- _Aim of the exercise_
Copy out, precisely as given, the lines from the line with "sqlx::query(CREATE_VOTES_TABLE_SQL)" to the end of the entries that follow.

[Dataset excerpts]

#####

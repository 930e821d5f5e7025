pub mod grid;
pub mod store;
pub mod departments;
pub mod reconcile;
pub mod staging;
pub mod commit;
pub mod board;
pub mod registry;

pub use board::SlotBoard;
pub use departments::DepartmentDirectory;
pub use grid::SlotGrid;
pub use registry::{BoardRegistry, TimeSlotState};
pub use store::{AvailabilityStore, HttpAvailabilityStore};
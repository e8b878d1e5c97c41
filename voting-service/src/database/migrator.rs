//! Database migration implementation (SQLx)

use anyhow::Result;
use sqlx::sqlite::SqlitePool;
use tracing::info;

use super::constants::MIGRATION_DESCRIPTIONS;
use super::sql::{
    CREATE_AUDIT_LOG_TABLE_SQL, CREATE_CAMPAIGNS_TABLE_SQL, CREATE_CAMPAIGN_OPTIONS_TABLE_SQL,
    CREATE_DB_INDEXES, CREATE_MIGRATIONS_TABLE_SQL, CREATE_VOTES_TABLE_SQL,
};

/// Run all pending database migrations
pub async fn run_migrations(pool: &SqlitePool) -> Result<()> {
    info!("Running database migrations");

    create_migrations_table(pool).await?;

    let current_version = get_current_version(pool).await?;
    info!("Current database version: {}", current_version);

    if current_version < 1 {
        apply_migration_v1(pool).await?;
    }

    info!("All migrations completed");
    Ok(())
}

/// Create the schema_migrations table
async fn create_migrations_table(pool: &SqlitePool) -> Result<()> {
    sqlx::query(CREATE_MIGRATIONS_TABLE_SQL)
        .execute(pool)
        .await?;
    Ok(())
}

/// Get the current schema version
async fn get_current_version(pool: &SqlitePool) -> Result<i32> {
    let version: Option<i32> = sqlx::query_scalar("SELECT MAX(version) FROM schema_migrations")
        .fetch_one(pool)
        .await
        .unwrap_or(None);
    Ok(version.unwrap_or(0))
}

/// Apply migration version 1: campaign, option, vote and audit tables.
async fn apply_migration_v1(pool: &SqlitePool) -> Result<()> {
    info!("Applying migration v1: {}", MIGRATION_DESCRIPTIONS[0]);

    let mut tx = pool.begin().await?;

    sqlx::query(CREATE_CAMPAIGNS_TABLE_SQL)
        .execute(&mut *tx)
        .await?;
    sqlx::query(CREATE_CAMPAIGN_OPTIONS_TABLE_SQL)
        .execute(&mut *tx)
        .await?;
    sqlx::query(CREATE_VOTES_TABLE_SQL)
        .execute(&mut *tx)
        .await?;
    sqlx::query(CREATE_AUDIT_LOG_TABLE_SQL)
        .execute(&mut *tx)
        .await?;

    for index_sql in CREATE_DB_INDEXES {
        sqlx::query(index_sql).execute(&mut *tx).await?;
    }

    sqlx::query(
        "INSERT INTO schema_migrations (version, applied_at, description) VALUES (?, ?, ?)",
    )
    .bind(1)
    .bind(chrono::Utc::now().to_rfc3339())
    .bind(MIGRATION_DESCRIPTIONS[0])
    .execute(&mut *tx)
    .await?;

    tx.commit().await?;

    info!("Migration v1 completed successfully");
    Ok(())
}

#####

- _Task output_
    sqlx::query(CREATE_VOTES_TABLE_SQL)
        .execute(&mut *tx)
        .await?;
    sqlx::query(CREATE_AUDIT_LOG_TABLE_SQL)
        .execute(&mut *tx)
        .await?;

    for index_sql in CREATE_DB_INDEXES {
        sqlx::query(index_sql).execute(&mut *tx).await?;
    }

    sqlx::query(
        "INSERT INTO schema_migrations (version, applied_at, description) VALUES (?, ?, ?)",
    )
    .bind(1)
    .bind(chrono::Utc::now().to_rfc3339())
    .bind(MIGRATION_DESCRIPTIONS[0])
    .execute(&mut *tx)
    .await?;

    tx.commit().await?;

    info!("Migration v1 completed successfully");
    Ok(())
}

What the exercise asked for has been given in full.